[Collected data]
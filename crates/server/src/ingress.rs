//! Webhook ingress: turns platform notifications into engine calls.

use std::sync::Arc;

use axum::{extract::State, http::StatusCode, routing::post, Json, Router};
use relay_core::InterfaceError;
use relay_webex::events::{EventContext, HandlerResult};
use relay_webex::RelayEngine;
use serde::Serialize;
use serde_json::{json, Value};
use tracing::{error, warn};

pub const WEBHOOK_ROUTE: &str = "/webhook";

#[derive(Clone)]
pub struct IngressState {
    engine: Arc<RelayEngine>,
}

impl IngressState {
    pub fn new(engine: Arc<RelayEngine>) -> Self {
        Self { engine }
    }
}

#[derive(Clone, Debug, PartialEq, Serialize)]
pub struct WebhookAccepted {
    pub correlation_id: String,
    pub outcome: Value,
}

#[derive(Clone, Debug, PartialEq, Eq, Serialize)]
pub struct WebhookRejected {
    pub error: &'static str,
    pub correlation_id: String,
}

pub fn router(state: IngressState) -> Router {
    Router::new().route(WEBHOOK_ROUTE, post(receive_webhook)).with_state(state)
}

pub async fn receive_webhook(
    State(state): State<IngressState>,
    Json(raw): Json<Value>,
) -> Result<Json<WebhookAccepted>, (StatusCode, Json<WebhookRejected>)> {
    let ctx = EventContext::for_webhook(&raw);

    match state.engine.handle_event(&raw, &ctx).await {
        Ok(result) => Ok(Json(WebhookAccepted {
            correlation_id: ctx.correlation_id,
            outcome: outcome_json(&result),
        })),
        Err(dispatch_error) => Err(reject(dispatch_error.into_interface(ctx.correlation_id))),
    }
}

fn outcome_json(result: &HandlerResult) -> Value {
    let serialized = match result {
        HandlerResult::Message(outcome) => serde_json::to_value(outcome),
        HandlerResult::Membership(outcome) => serde_json::to_value(outcome),
        HandlerResult::Ignored => return json!({"outcome": "ignored"}),
    };
    serialized.unwrap_or_default()
}

fn reject(error: InterfaceError) -> (StatusCode, Json<WebhookRejected>) {
    let status = match &error {
        InterfaceError::BadRequest { .. } => StatusCode::BAD_REQUEST,
        InterfaceError::ServiceUnavailable { .. } => StatusCode::SERVICE_UNAVAILABLE,
        InterfaceError::Internal { .. } => StatusCode::INTERNAL_SERVER_ERROR,
    };

    if status.is_server_error() {
        error!(
            event_name = "ingress.webhook.rejected",
            correlation_id = %error.correlation_id(),
            status = status.as_u16(),
            error = %error,
            "webhook processing failed"
        );
    } else {
        warn!(
            event_name = "ingress.webhook.rejected",
            correlation_id = %error.correlation_id(),
            status = status.as_u16(),
            error = %error,
            "webhook rejected"
        );
    }

    let body = WebhookRejected {
        error: error.user_message(),
        correlation_id: error.correlation_id().to_owned(),
    };
    (status, Json(body))
}
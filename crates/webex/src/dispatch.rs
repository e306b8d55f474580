//! Concurrent fan-out of one payload to many conversations.

use std::sync::Arc;
use std::time::Duration;

use relay_core::{Conversation, ConversationId, DeliveryRecord, DeliveryStatus, OutboundPayload};
use tokio::task::JoinSet;
use tracing::{info, warn};

use crate::events::EventContext;
use crate::platform::{ChatPlatform, PlatformError};

pub struct BroadcastDispatcher {
    platform: Arc<dyn ChatPlatform>,
    delivery_timeout: Duration,
}

impl BroadcastDispatcher {
    pub fn new(platform: Arc<dyn ChatPlatform>, delivery_timeout: Duration) -> Self {
        Self { platform, delivery_timeout }
    }

    /// Delivers `payload` to every destination concurrently and waits for all of them.
    ///
    /// Each delivery has its own timeout and is attempted once. The returned
    /// records are sorted by conversation id.
    pub async fn dispatch(
        &self,
        payload: &OutboundPayload,
        destinations: &[Conversation],
        ctx: &EventContext,
    ) -> Vec<DeliveryRecord> {
        let payload = Arc::new(payload.clone());
        let mut tasks = JoinSet::new();

        for destination in destinations {
            let platform = Arc::clone(&self.platform);
            let payload = Arc::clone(&payload);
            let conversation = destination.id.clone();
            let kind = destination.kind;
            let limit = self.delivery_timeout;

            tasks.spawn(async move {
                let delivery = deliver(platform.as_ref(), &payload, &conversation);
                let status = match tokio::time::timeout(limit, delivery).await {
                    Ok(status) => status,
                    Err(_) => DeliveryStatus::Failed {
                        error: format!("delivery timed out after {limit:?}"),
                    },
                };
                DeliveryRecord { conversation, kind, status }
            });
        }

        let mut records = Vec::with_capacity(destinations.len());
        while let Some(joined) = tasks.join_next().await {
            match joined {
                Ok(record) => {
                    log_delivery(&record, ctx);
                    records.push(record);
                }
                Err(error) => warn!(
                    event_name = "relay.dispatch.task_failed",
                    correlation_id = %ctx.correlation_id,
                    error = %error,
                    "delivery task ended without a record"
                ),
            }
        }

        for destination in destinations {
            if !records.iter().any(|record| record.conversation == destination.id) {
                records.push(DeliveryRecord {
                    conversation: destination.id.clone(),
                    kind: destination.kind,
                    status: DeliveryStatus::Failed { error: "delivery task aborted".to_owned() },
                });
            }
        }

        records.sort_by(|left, right| left.conversation.cmp(&right.conversation));
        records
    }
}

async fn deliver(
    platform: &dyn ChatPlatform,
    payload: &OutboundPayload,
    conversation: &ConversationId,
) -> DeliveryStatus {
    let result = match payload {
        OutboundPayload::PlainText { text } => platform.send_message(conversation, text).await,
        OutboundPayload::Attachment { text, attachment } => {
            platform.send_attachment(conversation, text, attachment).await
        }
        OutboundPayload::Card { text, card, source } => {
            match platform.send_card(conversation, text, card).await {
                Err(PlatformError::CardRejected(reason)) => {
                    return match platform.send_attachment(conversation, text, source).await {
                        Ok(()) => DeliveryStatus::DeliveredAsAttachment { card_error: reason },
                        Err(error) => DeliveryStatus::Failed { error: error.to_string() },
                    };
                }
                other => other,
            }
        }
    };

    match result {
        Ok(()) => DeliveryStatus::Delivered,
        Err(error) => DeliveryStatus::Failed { error: error.to_string() },
    }
}

fn log_delivery(record: &DeliveryRecord, ctx: &EventContext) {
    match &record.status {
        DeliveryStatus::Delivered => info!(
            event_name = "relay.dispatch.delivered",
            correlation_id = %ctx.correlation_id,
            conversation_id = %record.conversation,
            conversation_kind = record.kind.as_str(),
            "delivered broadcast"
        ),
        DeliveryStatus::DeliveredAsAttachment { card_error } => warn!(
            event_name = "relay.dispatch.card_fallback",
            correlation_id = %ctx.correlation_id,
            conversation_id = %record.conversation,
            card_error = %card_error,
            "card rejected; delivered source file instead"
        ),
        DeliveryStatus::Failed { error } => warn!(
            event_name = "relay.dispatch.failed",
            correlation_id = %ctx.correlation_id,
            conversation_id = %record.conversation,
            error = %error,
            "broadcast delivery failed"
        ),
    }
}

#[cfg(test)]
mod tests {
    use std::sync::Arc;
    use std::time::Duration;

    use relay_core::{
        Attachment, Conversation, ConversationKind, DeliveryStatus, Identity, OutboundPayload,
    };
    use serde_json::json;

    use super::BroadcastDispatcher;
    use crate::events::EventContext;
    use crate::memory::{InMemoryPlatform, PlatformCall};

    fn agent() -> Identity {
        Identity::new("BOT", "Relay", "relay@webex.bot", "ORG-A")
    }

    fn group(id: &str) -> Conversation {
        Conversation::new(id, ConversationKind::Group, Some("ORG-A"))
    }

    #[tokio::test]
    async fn slow_destination_times_out_without_blocking_the_rest() {
        let platform = Arc::new(
            InMemoryPlatform::new(agent()).slow_sends_to("R-2", Duration::from_secs(5)),
        );
        let dispatcher = BroadcastDispatcher::new(platform.clone(), Duration::from_millis(50));
        let payload = OutboundPayload::PlainText { text: "hello".to_owned() };

        let records = dispatcher
            .dispatch(&payload, &[group("R-2"), group("R-1")], &EventContext::default())
            .await;

        assert_eq!(records.len(), 2);
        assert_eq!(records[0].conversation.0, "R-1");
        assert_eq!(records[0].status, DeliveryStatus::Delivered);
        assert!(matches!(
            records[1].status,
            DeliveryStatus::Failed { ref error } if error.contains("timed out")
        ));
    }

    #[tokio::test]
    async fn rejected_card_falls_back_to_source_file() {
        let platform = Arc::new(InMemoryPlatform::new(agent()).rejecting_cards_in("R-1"));
        let dispatcher = BroadcastDispatcher::new(platform.clone(), Duration::from_secs(1));
        let source = Attachment::new("card.json", "application/json", b"{}".to_vec());
        let payload = OutboundPayload::Card {
            text: "Message from Ann (ann@a.example):  \n\n".to_owned(),
            card: json!({"type": "AdaptiveCard", "version": "1.3"}),
            source,
        };

        let records = dispatcher
            .dispatch(&payload, &[group("R-1"), group("R-2")], &EventContext::default())
            .await;

        assert!(matches!(records[0].status, DeliveryStatus::DeliveredAsAttachment { .. }));
        assert_eq!(records[1].status, DeliveryStatus::Delivered);
        assert!(matches!(
            platform.calls_to("R-1").as_slice(),
            [PlatformCall::Attachment { file_name, .. }] if file_name == "card.json"
        ));
        assert!(matches!(platform.calls_to("R-2").as_slice(), [PlatformCall::Card { .. }]));
    }
}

--- WORK TO BE COMPLETED ---
Scan the records above for the word "tracing". Show each line in which it appears.

--- TASK RESPONSE ---
use tracing::{error, warn};
use tracing::{info, warn};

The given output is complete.